Start of Material shown

//! Optimization and forecasting triggers.
//!
//! Each trigger reads a snapshot through a [`BinDataProvider`], runs one of
//! the pure planning passes and writes the results through a [`PlanStore`].
//! A failed read aborts the trigger. A failed write is logged and skipped.

use chrono::NaiveDate;
use serde::{Deserialize, Serialize};
use tracing::{error, info, warn};

use crate::config::{validate_threshold, PlannerConfig};
use crate::error::PlannerError;
use crate::forecast::predict_fill_dates;
use crate::model::{FillPrediction, NewRoute, RouteRecord};
use crate::router::optimize_routes;
use crate::traits::{BinDataProvider, PlanStore};

pub const NO_BINS_MESSAGE: &str = "No bins need collection";

#[derive(Debug, Clone, Default, PartialEq, Deserialize)]
pub struct OptimizeRoutesRequest {
    /// Overrides the configured collection threshold.
    #[serde(default)]
    pub threshold: Option<f64>,
}

#[derive(Debug, Clone, PartialEq, Serialize)]
#[serde(untagged)]
pub enum OptimizeRoutesResponse {
    Planned {
        message: String,
        routes: Vec<RouteRecord>,
        bins_included: usize,
    },
    NothingToCollect {
        message: String,
        route: Option<RouteRecord>,
    },
}

impl OptimizeRoutesResponse {
    fn nothing_to_collect() -> Self {
        OptimizeRoutesResponse::NothingToCollect {
            message: NO_BINS_MESSAGE.to_string(),
            route: None,
        }
    }

    pub fn routes(&self) -> &[RouteRecord] {
        match self {
            OptimizeRoutesResponse::Planned { routes, .. } => routes,
            OptimizeRoutesResponse::NothingToCollect { .. } => &[],
        }
    }
}

#[derive(Debug, Clone, PartialEq, Serialize)]
pub struct PredictFillLevelsResponse {
    pub message: String,
    pub predictions: Vec<FillPrediction>,
    /// Predictions the store accepted.
    pub persisted: usize,
}

/// Route names are `Auto-Route <date>-<n>`, numbered from 1.
pub fn route_name(today: NaiveDate, sequence: usize) -> String {
    format!("Auto-Route {}-{}", today.format("%Y-%m-%d"), sequence)
}

pub struct RoutePlanner<P, S> {
    provider: P,
    store: S,
    config: PlannerConfig,
}

impl<P, S> RoutePlanner<P, S>
where
    P: BinDataProvider,
    S: PlanStore,
{
    pub fn new(provider: P, store: S, config: PlannerConfig) -> Result<Self, PlannerError> {
        config.validate()?;
        Ok(Self {
            provider,
            store,
            config,
        })
    }

    pub fn config(&self) -> &PlannerConfig {
        &self.config
    }

    pub fn provider(&self) -> &P {
        &self.provider
    }

    pub fn store(&self) -> &S {
        &self.store
    }

    /// Cluster the bins at or above the threshold and store one route per cluster.
    pub fn optimize_routes(
        &self,
        request: &OptimizeRoutesRequest,
        today: NaiveDate,
    ) -> Result<OptimizeRoutesResponse, PlannerError> {
        let threshold = request.threshold.unwrap_or(self.config.collection_threshold);
        validate_threshold(threshold)?;

        let bins = self.provider.bins_above_threshold(threshold)?;
        if bins.is_empty() {
            info!(threshold, "no bins need collection");
            return Ok(OptimizeRoutesResponse::nothing_to_collect());
        }

        let clusters = optimize_routes(&bins, &self.config.router, &self.config.distance)?;

        let mut routes = Vec::with_capacity(clusters.len());
        for (index, cluster) in clusters.into_iter().enumerate() {
            let route = NewRoute {
                name: route_name(today, index + 1),
                cluster,
            };
            match self.store.insert_route(&route) {
                Ok(record) => routes.push(record),
                Err(err) => error!(route = %route.name, error = %err, "failed to store route"),
            }
        }

        info!(routes = routes.len(), bins = bins.len(), "created optimized routes");

        Ok(OptimizeRoutesResponse::Planned {
            message: format!("Created {} optimized collection routes", routes.len()),
            routes,
            bins_included: bins.len(),
        })
    }

    /// Forecast every bin and upsert the predictions.
    pub fn predict_fill_levels(&self, today: NaiveDate) -> Result<PredictFillLevelsResponse, PlannerError> {
        let bins = self.provider.all_bins()?;
        let history = self.provider.history(self.config.history_limit)?;

        if history.len() == self.config.history_limit {
            warn!(limit = self.config.history_limit, "history read hit its limit; older events ignored");
        }

        let predictions = predict_fill_dates(&bins, &history, today, &self.config.forecast);

        let mut persisted = 0;
        for prediction in &predictions {
            match self.store.upsert_prediction(prediction) {
                Ok(()) => persisted += 1,
                Err(err) => error!(bin = %prediction.bin_id, error = %err, "failed to store prediction"),
            }
        }

        info!(predictions = predictions.len(), persisted, "generated predictions");

        Ok(PredictFillLevelsResponse {
            message: format!("Generated predictions for {} bins", predictions.len()),
            predictions,
            persisted,
        })
    }
}

impl<P, S> RoutePlanner<P, S>
where
    P: BinDataProvider + Sync,
    S: PlanStore + Sync,
{
    /// Run both triggers concurrently. They share no output.
    pub fn run_cycle(
        &self,
        request: &OptimizeRoutesRequest,
        today: NaiveDate,
    ) -> (
        Result<OptimizeRoutesResponse, PlannerError>,
        Result<PredictFillLevelsResponse, PlannerError>,
    ) {
        rayon::join(
            || self.optimize_routes(request, today),
            || self.predict_fill_levels(today),
        )
    }
}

End of Material shown

• Requirement
Copy out the records above without altering anything.

• Reply
//! Optimization and forecasting triggers.
//!
//! Each trigger reads a snapshot through a [`BinDataProvider`], runs one of
//! the pure planning passes and writes the results through a [`PlanStore`].
//! A failed read aborts the trigger. A failed write is logged and skipped.

use chrono::NaiveDate;
use serde::{Deserialize, Serialize};
use tracing::{error, info, warn};

use crate::config::{validate_threshold, PlannerConfig};
use crate::error::PlannerError;
use crate::forecast::predict_fill_dates;
use crate::model::{FillPrediction, NewRoute, RouteRecord};
use crate::router::optimize_routes;
use crate::traits::{BinDataProvider, PlanStore};

pub const NO_BINS_MESSAGE: &str = "No bins need collection";

#[derive(Debug, Clone, Default, PartialEq, Deserialize)]
pub struct OptimizeRoutesRequest {
    /// Overrides the configured collection threshold.
    #[serde(default)]
    pub threshold: Option<f64>,
}

#[derive(Debug, Clone, PartialEq, Serialize)]
#[serde(untagged)]
pub enum OptimizeRoutesResponse {
    Planned {
        message: String,
        routes: Vec<RouteRecord>,
        bins_included: usize,
    },
    NothingToCollect {
        message: String,
        route: Option<RouteRecord>,
    },
}

impl OptimizeRoutesResponse {
    fn nothing_to_collect() -> Self {
        OptimizeRoutesResponse::NothingToCollect {
            message: NO_BINS_MESSAGE.to_string(),
            route: None,
        }
    }

    pub fn routes(&self) -> &[RouteRecord] {
        match self {
            OptimizeRoutesResponse::Planned { routes, .. } => routes,
            OptimizeRoutesResponse::NothingToCollect { .. } => &[],
        }
    }
}

#[derive(Debug, Clone, PartialEq, Serialize)]
pub struct PredictFillLevelsResponse {
    pub message: String,
    pub predictions: Vec<FillPrediction>,
    /// Predictions the store accepted.
    pub persisted: usize,
}

/// Route names are `Auto-Route <date>-<n>`, numbered from 1.
pub fn route_name(today: NaiveDate, sequence: usize) -> String {
    format!("Auto-Route {}-{}", today.format("%Y-%m-%d"), sequence)
}

pub struct RoutePlanner<P, S> {
    provider: P,
    store: S,
    config: PlannerConfig,
}

impl<P, S> RoutePlanner<P, S>
where
    P: BinDataProvider,
    S: PlanStore,
{
    pub fn new(provider: P, store: S, config: PlannerConfig) -> Result<Self, PlannerError> {
        config.validate()?;
        Ok(Self {
            provider,
            store,
            config,
        })
    }

    pub fn config(&self) -> &PlannerConfig {
        &self.config
    }

    pub fn provider(&self) -> &P {
        &self.provider
    }

    pub fn store(&self) -> &S {
        &self.store
    }

    /// Cluster the bins at or above the threshold and store one route per cluster.
    pub fn optimize_routes(
        &self,
        request: &OptimizeRoutesRequest,
        today: NaiveDate,
    ) -> Result<OptimizeRoutesResponse, PlannerError> {
        let threshold = request.threshold.unwrap_or(self.config.collection_threshold);
        validate_threshold(threshold)?;

        let bins = self.provider.bins_above_threshold(threshold)?;
        if bins.is_empty() {
            info!(threshold, "no bins need collection");
            return Ok(OptimizeRoutesResponse::nothing_to_collect());
        }

        let clusters = optimize_routes(&bins, &self.config.router, &self.config.distance)?;

        let mut routes = Vec::with_capacity(clusters.len());
        for (index, cluster) in clusters.into_iter().enumerate() {
            let route = NewRoute {
                name: route_name(today, index + 1),
                cluster,
            };
            match self.store.insert_route(&route) {
                Ok(record) => routes.push(record),
                Err(err) => error!(route = %route.name, error = %err, "failed to store route"),
            }
        }

        info!(routes = routes.len(), bins = bins.len(), "created optimized routes");

        Ok(OptimizeRoutesResponse::Planned {
            message: format!("Created {} optimized collection routes", routes.len()),
            routes,
            bins_included: bins.len(),
        })
    }

    /// Forecast every bin and upsert the predictions.
    pub fn predict_fill_levels(&self, today: NaiveDate) -> Result<PredictFillLevelsResponse, PlannerError> {
        let bins = self.provider.all_bins()?;
        let history = self.provider.history(self.config.history_limit)?;

        if history.len() == self.config.history_limit {
            warn!(limit = self.config.history_limit, "history read hit its limit; older events ignored");
        }

        let predictions = predict_fill_dates(&bins, &history, today, &self.config.forecast);

        let mut persisted = 0;
        for prediction in &predictions {
            match self.store.upsert_prediction(prediction) {
                Ok(()) => persisted += 1,
                Err(err) => error!(bin = %prediction.bin_id, error = %err, "failed to store prediction"),
            }
        }

        info!(predictions = predictions.len(), persisted, "generated predictions");

        Ok(PredictFillLevelsResponse {
            message: format!("Generated predictions for {} bins", predictions.len()),
            predictions,
            persisted,
        })
    }
}

impl<P, S> RoutePlanner<P, S>
where
    P: BinDataProvider + Sync,
    S: PlanStore + Sync,
{
    /// Run both triggers concurrently. They share no output.
    pub fn run_cycle(
        &self,
        request: &OptimizeRoutesRequest,
        today: NaiveDate,
    ) -> (
        Result<OptimizeRoutesResponse, PlannerError>,
        Result<PredictFillLevelsResponse, PlannerError>,
    ) {
        rayon::join(
            || self.optimize_routes(request, today),
            || self.predict_fill_levels(today),
        )
    }
}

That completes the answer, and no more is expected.